La Turquie est en guerre. Contre une partie de sa population. Ankara a imposé le mardi 5 avril 2016 un couvre-feu dans la ville de Silopi, dans le sud-est du pays. D’autres villes de la région, à majorité kurde, sont aussi placées sous couvre-feu. Preuve de la tension qui règne entre forces de l’ordre et militants kurdes, sept policiers ont été tués le 31 mars à Diyarbakir.
Article rédigé par Pierre Magnan
France Télévisions
Publié
Temps de lecture : 4 min
Recep Tayyip Erdogan assiste à une cérémonie funèbre le 17 février 2016 à Ankara pour le gendarme Seckin Cil, 29 ans, tué dans une opération «anti-terroriste» dans le district de Diyarbakir. (VOLKAN FURUNCU / ANADOLU AGENCY)

Difficile de savoir quel est le bilan de cette guerre.

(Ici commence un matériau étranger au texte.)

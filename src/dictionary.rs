//! Word-list loading.
//!
//! A [`Dictionary`] is an ordered list of [`Entry`] values numbered by
//! their physical line in the source. Loading degrades gracefully:
//! [`Dictionary::load`] logs failures and keeps whatever was read.

use std::fmt;
use std::fs::File;
use std::io::{BufRead, BufReader};
use std::path::PathBuf;
use std::str::FromStr;

use tracing::{debug, warn};

use crate::entry::Entry;
use crate::error::DictionaryError;

/// Word list fetched when no source is configured.
pub const DEFAULT_SOURCE_URL: &str = "https://www.mit.edu/~ecprice/wordlist.10000";

/// Where a word list comes from.
#[derive(Debug, Clone, PartialEq, Eq)]
pub enum DictionarySource {
    /// A local file, one word per line.
    Path(PathBuf),
    /// An `http` or `https` URL serving one word per line.
    Url(String),
}

impl Default for DictionarySource {
    fn default() -> Self {
        Self::Url(DEFAULT_SOURCE_URL.to_owned())
    }
}

impl FromStr for DictionarySource {
    type Err = std::convert::Infallible;

    fn from_str(s: &str) -> Result<Self, Self::Err> {
        if s.starts_with("http://") || s.starts_with("https://") {
            Ok(Self::Url(s.to_owned()))
        } else {
            Ok(Self::Path(PathBuf::from(s)))
        }
    }
}

impl fmt::Display for DictionarySource {
    fn fmt(&self, f: &mut fmt::Formatter<'_>) -> fmt::Result {
        match self {
            Self::Path(path) => write!(f, "{}", path.display()),
            Self::Url(url) => f.write_str(url),
        }
    }
}

/// Ordered dictionary entries.
#[derive(Debug, Clone, Default, PartialEq, Eq)]
pub struct Dictionary {
    entries: Vec<Entry>,
    lines_read: u32,
}

impl Dictionary {
    /// Creates an empty dictionary.
    #[must_use]
    pub const fn new() -> Self {
        Self {
            entries: Vec::new(),
            lines_read: 0,
        }
    }

    /// Builds a dictionary from in-memory lines, numbering them from 1.
    #[must_use]
    pub fn from_words<I, S>(words: I) -> Self
    where
        I: IntoIterator<Item = S>,
        S: AsRef<str>,
    {
        let mut dictionary = Self::new();
        for word in words {
            dictionary.push_line(word.as_ref());
        }
        dictionary
    }

    /// Loads from `source`, never failing.
    ///
    /// Errors are logged and the entries read before the failure are
    /// returned, so the result may be partial or empty.
    #[must_use]
    pub fn load(source: &DictionarySource) -> Self {
        let mut dictionary = Self::new();
        match dictionary.extend_from_source(source) {
            Ok(count) => debug!(%source, count, "loaded word list"),
            Err(err) => warn!(
                %source,
                error = %err,
                kept = dictionary.len(),
                "word list load failed; continuing with partial dictionary"
            ),
        }
        dictionary
    }

    /// Loads from `source`, failing on the first error.
    ///
    /// # Errors
    ///
    /// Returns [`DictionaryError`] if the source cannot be opened, fetched
    /// or read to the end.
    pub fn try_load(source: &DictionarySource) -> Result<Self, DictionaryError> {
        let mut dictionary = Self::new();
        dictionary.extend_from_source(source)?;
        Ok(dictionary)
    }

    /// Appends every word from `source`, returning how many were added.
    ///
    /// # Errors
    ///
    /// Returns [`DictionaryError`] on open, fetch or read failure. Words
    /// read before the failure stay in the dictionary.
    pub fn extend_from_source(&mut self, source: &DictionarySource) -> Result<usize, DictionaryError> {
        match source {
            DictionarySource::Path(path) => {
                let file = File::open(path)?;
                self.extend_from_reader(BufReader::new(file))
            }
            DictionarySource::Url(url) => {
                let response = reqwest::blocking::get(url.as_str())?.error_for_status()?;
                self.extend_from_reader(BufReader::new(response))
            }
        }
    }

    /// Appends every non-blank line of `reader`, returning how many were
    /// added. Blank lines still advance the line counter.
    ///
    /// # Errors
    ///
    /// Returns [`DictionaryError::Io`] if reading fails. Words read before
    /// the failure stay in the dictionary.
    pub fn extend_from_reader<R: BufRead>(&mut self, reader: R) -> Result<usize, DictionaryError> {
        let before = self.entries.len();
        for line in reader.lines() {
            self.push_line(&line?);
        }
        Ok(self.entries.len() - before)
    }

    fn push_line(&mut self, line: &str) {
        self.lines_read += 1;
        let word = line.trim_end();
        if !word.is_empty() {
            self.entries.push(Entry::new(word, self.lines_read));
        }
    }

    /// Entries in read order.
    #[must_use]
    pub fn entries(&self) -> &[Entry] {
        &self.entries
    }

    /// Iterates entries in read order.
    pub fn iter(&self) -> std::slice::Iter<'_, Entry> {
        self.entries.iter()
    }

    /// Number of words.
    #[must_use]
    pub fn len(&self) -> usize {
        self.entries.len()
    }

    /// Returns `true` if no words were loaded.
    #[must_use]
    pub fn is_empty(&self) -> bool {
        self.entries.is_empty()
    }
}

impl<'a> IntoIterator for &'a Dictionary {
    type Item = &'a Entry;
    type IntoIter = std::slice::Iter<'a, Entry>;

    fn into_iter(self) -> Self::IntoIter {
        self.iter()
    }
}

Une guerre loin des yeux des journalistes européens. Le président turc RecepTayyip Erdogan a affirmé fin mars que 355 membres des forces de l'ordre avaient trouvé la mort dans les affrontements qui ont repris dans la région depuis l'été. Il a également affirmé que 5.359 membres du PKK avaient été tués.

Villes assiégées, bombardements, couvre-feu et attentats contre les forces de l’ordre. «Nous vivons le 1915 des Kurdes», soupire Ahmet, maître forgeron, en évoquant cette année fatidique qui marqua le début du génocide des Arméniens. cité dans Libération.


«C’est une guerre civile» 
Diyarbakir, Sur, Silopi… toutes les villes de la région ont subi le passage des forces de répression turques venues lutter contre le PKK et ses soutiens, depuis le réveil du conflit entre le pouvoir d’Erdogan et les autonomistes kurdes en juillet 2015. Un exemple montre l'ampleur des affrontements entre les deux camps: la «capitale» kurde, Diyarbakir, entourée de ses murailles noires, ville classée au patrimoine de l’Unesco, a vu son cœur passer de 121.750 habitants, selon le recensement, à à peine plus de 30.000, d’après la municipalité.   

«La Turquie est prise dans une spirale de la violence depuis que la trêve entre le PKK et l’AKP (parti au pouvoir, NDLR) est tombé à l’eau en juillet. Depuis, c’est une surenchère qui n’est pas près de se tarir. Pire, c’est une guerre civile qui est en train d’atteindre l’ouest du pays et d’affecter des civils, ce qui n’était pas arrivé depuis 1984», analyse pour France 24 Cengiz Aktar, professeur de sciences politiques à l’université Bahçesehir d’Istanbul.

Massacre à Cizre
Les forces gouvernementales agissent tous azimuts, dans les campagnes du sud-est de la Turquie, mais aussi en dehors des frontières du pays. On ne compte plus les raids turcs contre les Kurdes en Irak ou en Syrie. Les Turcs auraient même interdit aux Kurdes de Syrie d'attaquer l'EI à l'ouest de l'Euphrate.  


Les militants du PKK, eux, ont tenté de concentrer leur révolte dans les villes à majorité kurde. Des tranchées ont été creusées et des barricades érigées pour «protéger» les villes «libérées». En représailles, les forces turques ont repris les villes à l'arme lourde. Chars et canons ont appuyé les forces du pouvoir central. 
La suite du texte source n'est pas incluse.